■ Task directions: Please write out exactly, and only, the lines from the first in the material below to the line containing "fn column<T: ToString>(value: &Option<T>)", both included.

■ Data for processing:
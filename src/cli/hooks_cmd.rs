//! Hook listing and stylesheet commands

use std::path::PathBuf;
use std::sync::Arc;

use anyhow::{Context, Result};
use serde::Serialize;

use super::output::Output;
use crate::hooks::names::{ENQUEUE_SCRIPTS, EXTENSION_HOOKS};
use crate::hooks::{HookRegistry, HookValue};
use crate::render::DisplayCustomFields;
use crate::storage::{AssetQueue, Config, SiteStore};

/// One callback on a hook; extension hooks without callbacks get a single
/// listing with the callback fields unset
#[derive(Debug, Serialize)]
struct HookListing {
    hook: String,
    priority: Option<i32>,
    arg_count: Option<usize>,
    callback: Option<String>,
}

fn listings<'a>(registry: &HookRegistry, hooks: impl IntoIterator<Item = &'a str>) -> Vec<HookListing> {
    let mut items = Vec::new();

    for hook in hooks {
        let entries = registry.registrations(hook);
        if entries.is_empty() {
            items.push(HookListing {
                hook: hook.to_string(),
                priority: None,
                arg_count: None,
                callback: None,
            });
        }

        items.extend(entries.iter().map(|entry| HookListing {
            hook: hook.to_string(),
            priority: Some(entry.priority),
            arg_count: Some(entry.arg_count),
            callback: Some(entry.name.clone()),
        }));
    }

    items
}

fn column<T: ToString>(value: &Option<T>) -> String {
    value
        .as_ref()
        .map(ToString::to_string)
        .unwrap_or_else(|| "-".to_string())
}

/// Lists every extension hook with its default callbacks, then the host
/// attachments
pub fn list(output: &Output, config: &Config) -> Result<()> {
    let extensions = HookRegistry::with_defaults(&config.display);
    let mut items = listings(&extensions, EXTENSION_HOOKS);

    let plugin = Arc::new(DisplayCustomFields::with_defaults(
        config,
        Arc::new(SiteStore::default()),
    )?);
    let mut host = HookRegistry::new();
    plugin.attach(&mut host);
    items.extend(listings(&host, host.hook_names()));

    if output.is_json() {
        output.data(&items);
        return Ok(());
    }

    output.row(&["HOOK", "PRIORITY", "ARGS", "CALLBACK"]);
    for item in &items {
        output.row(&[
            item.hook.as_str(),
            column(&item.priority).as_str(),
            column(&item.arg_count).as_str(),
            column(&item.callback).as_str(),
        ]);
    }

    Ok(())
}

/// Fires the asset action and prints the queued stylesheet
pub fn stylesheet(output: &Output, mut config: Config, base: Option<PathBuf>) -> Result<()> {
    // `--base` is relative to the working directory, not the config file
    if let Some(base) = base {
        let base = std::env::current_dir()
            .context("Failed to resolve the working directory")?
            .join(base);
        config.stylesheet.path = base.join(&config.stylesheet.path);
    }

    let plugin = Arc::new(DisplayCustomFields::with_defaults(
        &config,
        Arc::new(SiteStore::default()),
    )?);
    let mut host = HookRegistry::new().with_policy(plugin.renderer().registry().policy());
    plugin.attach(&mut host);

    let queue = AssetQueue::new();
    host.do_action(ENQUEUE_SCRIPTS, &[HookValue::Assets(queue.clone())])?;

    let styles = queue.stylesheets();
    if output.is_json() {
        output.data(&styles);
        return Ok(());
    }

    for style in &styles {
        let modified = style
            .modified
            .map(|time| time.to_rfc3339())
            .unwrap_or_else(|| "-".to_string());
        output.row(&[style.handle.as_str(), style.versioned_url().as_str(), modified.as_str()]);
    }

    Ok(())
}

■ Response below:
filename src/cli/hooks_cmd.rs
//! Hook listing and stylesheet commands

use std::path::PathBuf;
use std::sync::Arc;

use anyhow::{Context, Result};
use serde::Serialize;

use super::output::Output;
use crate::hooks::names::{ENQUEUE_SCRIPTS, EXTENSION_HOOKS};
use crate::hooks::{HookRegistry, HookValue};
use crate::render::DisplayCustomFields;
use crate::storage::{AssetQueue, Config, SiteStore};

/// One callback on a hook; extension hooks without callbacks get a single
/// listing with the callback fields unset
#[derive(Debug, Serialize)]
struct HookListing {
    hook: String,
    priority: Option<i32>,
    arg_count: Option<usize>,
    callback: Option<String>,
}

fn listings<'a>(registry: &HookRegistry, hooks: impl IntoIterator<Item = &'a str>) -> Vec<HookListing> {
    let mut items = Vec::new();

    for hook in hooks {
        let entries = registry.registrations(hook);
        if entries.is_empty() {
            items.push(HookListing {
                hook: hook.to_string(),
                priority: None,
                arg_count: None,
                callback: None,
            });
        }

        items.extend(entries.iter().map(|entry| HookListing {
            hook: hook.to_string(),
            priority: Some(entry.priority),
            arg_count: Some(entry.arg_count),
            callback: Some(entry.name.clone()),
        }));
    }

    items
}

fn column<T: ToString>(value: &Option<T>) -> String {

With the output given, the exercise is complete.